- MATERIAL FOR THE TASK
################

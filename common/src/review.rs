//! Review submission payload and outcome.

use serde::{Deserialize, Serialize};

use crate::{
    api_const::MIN_REVIEW_RATING,
    api_message::{ApiMessageBody, UnexpectedResponse, is_client_error, is_success},
};

const DEFAULT_ACCEPTED_MESSAGE: &str = "Review submitted successfully!";

#[derive(Debug, Clone, PartialEq, Serialize, Deserialize)]
pub struct ReviewRequest {
    pub restaurant_name: String,
    pub rating: f64,
    pub text: String,
}

impl ReviewRequest {
    pub fn new(restaurant_name: impl Into<String>) -> Self {
        Self { restaurant_name: restaurant_name.into(), rating: MIN_REVIEW_RATING, text: String::new() }
    }
}

#[derive(Debug, Clone, Copy, PartialEq, Eq, Serialize, Deserialize)]
pub enum ReviewRejection {
    /// The content filter flagged the text as machine-written.
    AiGenerated,
    /// e.g. the restaurant does not exist.
    Invalid,
}

#[derive(Debug, Clone, PartialEq, Serialize, Deserialize)]
pub enum ReviewOutcome {
    Accepted { message: String },
    Rejected { reason: ReviewRejection, message: String },
}

impl ReviewOutcome {
    /// A 4xx with `message` and no `error` is the content filter's rejection.
    pub fn from_response(status: u16, body: &str) -> Result<Self, UnexpectedResponse> {
        if is_success(status) {
            let message = ApiMessageBody::parse(body)
                .and_then(|b| b.message)
                .unwrap_or_else(|| DEFAULT_ACCEPTED_MESSAGE.to_string());
            return Ok(ReviewOutcome::Accepted { message });
        }
        if is_client_error(status) {
            match ApiMessageBody::parse(body) {
                Some(ApiMessageBody { error: Some(message), .. }) => {
                    return Ok(ReviewOutcome::Rejected { reason: ReviewRejection::Invalid, message });
                }
                Some(ApiMessageBody { error: None, message: Some(message) }) => {
                    return Ok(ReviewOutcome::Rejected { reason: ReviewRejection::AiGenerated, message });
                }
                _ => {}
            }
        }
        Err(UnexpectedResponse::new(status, body))
    }

    pub fn message(&self) -> &str {
        match self {
            ReviewOutcome::Accepted { message } | ReviewOutcome::Rejected { message, .. } => message,
        }
    }
}

#[cfg(test)]
mod tests {
    use super::*;

    #[test]
    fn created_is_accepted_with_server_message() {
        let outcome = ReviewOutcome::from_response(201, r#"{"message": "Thank you for your review!"}"#).unwrap();
        assert_eq!(outcome, ReviewOutcome::Accepted { message: "Thank you for your review!".into() });
    }

    #[test]
    fn success_without_body_uses_default_message() {
        let outcome = ReviewOutcome::from_response(200, "").unwrap();
        assert_eq!(outcome.message(), DEFAULT_ACCEPTED_MESSAGE);
    }

    #[test]
    fn message_only_rejection_is_ai_flag() {
        let body = r#"{"message": "Your review appears to be AI-generated. Please revise it and try again."}"#;
        let outcome = ReviewOutcome::from_response(400, body).unwrap();
        assert!(matches!(outcome, ReviewOutcome::Rejected { reason: ReviewRejection::AiGenerated, .. }));
    }

    #[test]
    fn error_rejection_is_invalid_review() {
        let outcome = ReviewOutcome::from_response(400, r#"{"error": "Restaurant 'Nope' does not exist."}"#).unwrap();
        assert_eq!(
            outcome,
            ReviewOutcome::Rejected { reason: ReviewRejection::Invalid, message: "Restaurant 'Nope' does not exist.".into() }
        );
    }

    #[test]
    fn server_errors_are_unexpected() {
        assert!(ReviewOutcome::from_response(502, "bad gateway").is_err());
        assert!(ReviewOutcome::from_response(405, r#"{"x": 1}"#).is_err());
    }

    #[test]
    fn new_request_starts_at_minimum_rating() {
        let request = ReviewRequest::new("Roma");
        assert_eq!(request.rating, MIN_REVIEW_RATING);
        assert!(request.text.is_empty());
    }
}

################

- WORK TO BE COMPLETED
Output all of the data exactly as given.

- WRITTEN REPLY
filename common/src/review.rs
//! Review submission payload and outcome.

use serde::{Deserialize, Serialize};

use crate::{
    api_const::MIN_REVIEW_RATING,
    api_message::{ApiMessageBody, UnexpectedResponse, is_client_error, is_success},
};

const DEFAULT_ACCEPTED_MESSAGE: &str = "Review submitted successfully!";

#[derive(Debug, Clone, PartialEq, Serialize, Deserialize)]
pub struct ReviewRequest {
    pub restaurant_name: String,
    pub rating: f64,
    pub text: String,
}

impl ReviewRequest {
    pub fn new(restaurant_name: impl Into<String>) -> Self {
        Self { restaurant_name: restaurant_name.into(), rating: MIN_REVIEW_RATING, text: String::new() }
    }
}

#[derive(Debug, Clone, Copy, PartialEq, Eq, Serialize, Deserialize)]
pub enum ReviewRejection {
    /// The content filter flagged the text as machine-written.
    AiGenerated,
    /// e.g. the restaurant does not exist.
    Invalid,
}

#[derive(Debug, Clone, PartialEq, Serialize, Deserialize)]
pub enum ReviewOutcome {
    Accepted { message: String },
    Rejected { reason: ReviewRejection, message: String },
}

impl ReviewOutcome {
    /// A 4xx with `message` and no `error` is the content filter's rejection.
    pub fn from_response(status: u16, body: &str) -> Result<Self, UnexpectedResponse> {
        if is_success(status) {
            let message = ApiMessageBody::parse(body)
                .and_then(|b| b.message)
                .unwrap_or_else(|| DEFAULT_ACCEPTED_MESSAGE.to_string());
            return Ok(ReviewOutcome::Accepted { message });
        }
        if is_client_error(status) {
            match ApiMessageBody::parse(body) {
                Some(ApiMessageBody { error: Some(message), .. }) => {
                    return Ok(ReviewOutcome::Rejected { reason: ReviewRejection::Invalid, message });
                }
                Some(ApiMessageBody { error: None, message: Some(message) }) => {
                    return Ok(ReviewOutcome::Rejected { reason: ReviewRejection::AiGenerated, message });
                }
                _ => {}
            }
        }
        Err(UnexpectedResponse::new(status, body))
    }

    pub fn message(&self) -> &str {
        match self {
            ReviewOutcome::Accepted { message } | ReviewOutcome::Rejected { message, .. } => message,
        }
    }
}

#[cfg(test)]
mod tests {
    use super::*;

    #[test]
    fn created_is_accepted_with_server_message() {
        let outcome = ReviewOutcome::from_response(201, r#"{"message": "Thank you for your review!"}"#).unwrap();
        assert_eq!(outcome, ReviewOutcome::Accepted { message: "Thank you for your review!".into() });
    }

    #[test]
    fn success_without_body_uses_default_message() {
        let outcome = ReviewOutcome::from_response(200, "").unwrap();
        assert_eq!(outcome.message(), DEFAULT_ACCEPTED_MESSAGE);
    }

    #[test]
    fn message_only_rejection_is_ai_flag() {
        let body = r#"{"message": "Your review appears to be AI-generated. Please revise it and try again."}"#;
        let outcome = ReviewOutcome::from_response(400, body).unwrap();
        assert!(matches!(outcome, ReviewOutcome::Rejected { reason: ReviewRejection::AiGenerated, .. }));
    }

    #[test]
    fn error_rejection_is_invalid_review() {
        let outcome = ReviewOutcome::from_response(400, r#"{"error": "Restaurant 'Nope' does not exist."}"#).unwrap();
        assert_eq!(
            outcome,
            ReviewOutcome::Rejected { reason: ReviewRejection::Invalid, message: "Restaurant 'Nope' does not exist.".into() }
        );
    }

    #[test]
    fn server_errors_are_unexpected() {
        assert!(ReviewOutcome::from_response(502, "bad gateway").is_err());
        assert!(ReviewOutcome::from_response(405, r#"{"x": 1}"#).is_err());
    }

    #[test]
    fn new_request_starts_at_minimum_rating() {
        let request = ReviewRequest::new("Roma");
        assert_eq!(request.rating, MIN_REVIEW_RATING);
        assert!(request.text.is_empty());
    }
}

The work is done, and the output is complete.